*Instructions for the task*
With both ends included, repeat exactly the lines of the entries below from the one containing "pub mod mode;" down to the one containing "pub mod slots;", and no others.
------------------------------------------------------------------------
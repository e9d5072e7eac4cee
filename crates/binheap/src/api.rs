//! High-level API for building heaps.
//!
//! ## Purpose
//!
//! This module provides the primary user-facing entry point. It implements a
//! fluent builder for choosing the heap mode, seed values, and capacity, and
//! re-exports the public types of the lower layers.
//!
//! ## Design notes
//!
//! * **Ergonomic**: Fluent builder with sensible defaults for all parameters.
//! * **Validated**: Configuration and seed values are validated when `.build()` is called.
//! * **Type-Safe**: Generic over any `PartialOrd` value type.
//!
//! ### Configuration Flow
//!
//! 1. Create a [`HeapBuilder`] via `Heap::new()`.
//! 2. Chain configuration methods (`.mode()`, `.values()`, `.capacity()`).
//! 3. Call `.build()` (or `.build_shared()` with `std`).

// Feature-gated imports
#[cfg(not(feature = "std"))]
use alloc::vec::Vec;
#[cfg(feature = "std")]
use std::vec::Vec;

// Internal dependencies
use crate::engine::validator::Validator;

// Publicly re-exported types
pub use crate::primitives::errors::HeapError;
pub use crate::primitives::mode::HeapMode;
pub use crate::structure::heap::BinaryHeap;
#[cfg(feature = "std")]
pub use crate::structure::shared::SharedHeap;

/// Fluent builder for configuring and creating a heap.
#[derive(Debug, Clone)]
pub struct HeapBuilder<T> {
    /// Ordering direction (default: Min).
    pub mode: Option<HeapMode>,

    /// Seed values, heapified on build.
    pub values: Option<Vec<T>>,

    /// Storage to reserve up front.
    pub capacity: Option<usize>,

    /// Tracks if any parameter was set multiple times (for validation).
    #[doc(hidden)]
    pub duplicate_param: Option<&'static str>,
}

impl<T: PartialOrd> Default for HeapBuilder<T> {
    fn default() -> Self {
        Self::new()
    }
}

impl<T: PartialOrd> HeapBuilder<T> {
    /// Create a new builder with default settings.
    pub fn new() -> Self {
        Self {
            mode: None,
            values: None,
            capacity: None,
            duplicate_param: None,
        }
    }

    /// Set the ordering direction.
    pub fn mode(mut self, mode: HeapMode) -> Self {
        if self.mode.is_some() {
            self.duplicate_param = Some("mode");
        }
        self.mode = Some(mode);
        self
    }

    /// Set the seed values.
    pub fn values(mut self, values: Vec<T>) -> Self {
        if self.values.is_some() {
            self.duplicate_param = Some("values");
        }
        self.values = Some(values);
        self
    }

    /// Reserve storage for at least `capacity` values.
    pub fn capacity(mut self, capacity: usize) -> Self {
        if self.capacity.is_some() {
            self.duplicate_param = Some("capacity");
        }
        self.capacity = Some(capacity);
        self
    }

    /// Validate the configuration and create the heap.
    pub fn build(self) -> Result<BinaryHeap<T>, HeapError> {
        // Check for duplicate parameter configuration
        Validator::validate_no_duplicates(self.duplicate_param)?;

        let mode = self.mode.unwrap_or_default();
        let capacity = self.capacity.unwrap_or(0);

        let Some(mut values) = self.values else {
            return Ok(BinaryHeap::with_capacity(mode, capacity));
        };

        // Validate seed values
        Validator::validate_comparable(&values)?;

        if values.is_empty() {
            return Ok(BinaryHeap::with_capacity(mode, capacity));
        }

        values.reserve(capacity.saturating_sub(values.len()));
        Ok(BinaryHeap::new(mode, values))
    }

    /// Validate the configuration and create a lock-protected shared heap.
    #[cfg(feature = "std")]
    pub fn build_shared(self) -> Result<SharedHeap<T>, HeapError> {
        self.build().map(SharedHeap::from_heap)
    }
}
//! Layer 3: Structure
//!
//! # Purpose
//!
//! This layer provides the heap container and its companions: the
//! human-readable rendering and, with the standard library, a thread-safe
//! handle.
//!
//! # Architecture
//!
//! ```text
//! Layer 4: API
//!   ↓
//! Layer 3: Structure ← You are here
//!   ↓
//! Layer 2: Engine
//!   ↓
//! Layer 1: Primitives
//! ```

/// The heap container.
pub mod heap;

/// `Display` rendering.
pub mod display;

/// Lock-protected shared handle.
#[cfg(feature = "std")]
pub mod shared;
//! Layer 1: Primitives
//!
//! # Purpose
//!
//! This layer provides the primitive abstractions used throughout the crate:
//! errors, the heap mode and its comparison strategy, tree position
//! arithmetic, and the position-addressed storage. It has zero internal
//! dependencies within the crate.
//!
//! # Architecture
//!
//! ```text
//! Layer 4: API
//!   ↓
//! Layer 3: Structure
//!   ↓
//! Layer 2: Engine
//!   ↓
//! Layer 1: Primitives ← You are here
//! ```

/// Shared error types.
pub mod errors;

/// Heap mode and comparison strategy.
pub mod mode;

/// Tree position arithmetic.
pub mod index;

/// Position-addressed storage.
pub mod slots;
------------------------------------------------------------------------
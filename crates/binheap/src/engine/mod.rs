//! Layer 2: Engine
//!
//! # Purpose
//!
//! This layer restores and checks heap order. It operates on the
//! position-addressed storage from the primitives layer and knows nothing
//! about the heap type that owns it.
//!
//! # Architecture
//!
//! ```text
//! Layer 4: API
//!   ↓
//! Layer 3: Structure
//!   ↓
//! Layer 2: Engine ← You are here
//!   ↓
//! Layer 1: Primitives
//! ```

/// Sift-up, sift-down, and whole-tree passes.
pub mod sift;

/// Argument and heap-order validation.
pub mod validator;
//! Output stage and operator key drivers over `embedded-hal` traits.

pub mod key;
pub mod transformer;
------------------------------------------------------------------------
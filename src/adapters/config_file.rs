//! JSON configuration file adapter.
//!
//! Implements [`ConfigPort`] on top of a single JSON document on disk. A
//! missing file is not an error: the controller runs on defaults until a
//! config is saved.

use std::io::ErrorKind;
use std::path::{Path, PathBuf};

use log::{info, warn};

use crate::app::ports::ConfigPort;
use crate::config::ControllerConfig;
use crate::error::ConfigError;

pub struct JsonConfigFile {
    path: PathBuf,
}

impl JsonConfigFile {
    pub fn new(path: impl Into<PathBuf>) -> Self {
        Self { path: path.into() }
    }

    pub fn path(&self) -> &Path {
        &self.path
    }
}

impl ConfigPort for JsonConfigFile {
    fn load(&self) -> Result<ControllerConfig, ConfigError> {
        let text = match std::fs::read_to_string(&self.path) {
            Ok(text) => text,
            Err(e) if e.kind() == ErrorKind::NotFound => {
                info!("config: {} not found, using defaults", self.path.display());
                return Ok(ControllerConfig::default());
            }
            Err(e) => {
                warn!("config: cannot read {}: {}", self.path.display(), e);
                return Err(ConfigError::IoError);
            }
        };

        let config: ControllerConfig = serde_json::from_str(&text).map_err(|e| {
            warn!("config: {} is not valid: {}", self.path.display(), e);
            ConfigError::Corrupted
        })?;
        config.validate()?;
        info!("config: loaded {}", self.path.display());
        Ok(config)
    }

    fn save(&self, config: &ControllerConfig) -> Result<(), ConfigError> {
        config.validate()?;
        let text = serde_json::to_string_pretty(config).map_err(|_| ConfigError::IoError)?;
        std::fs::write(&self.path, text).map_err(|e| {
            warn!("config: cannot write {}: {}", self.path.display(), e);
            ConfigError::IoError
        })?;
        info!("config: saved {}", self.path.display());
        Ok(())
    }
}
------------------------------------------------------------------------
*Your response*
pub mod mode;

/// Tree position arithmetic.
pub mod index;

/// Position-addressed storage.
pub mod slots;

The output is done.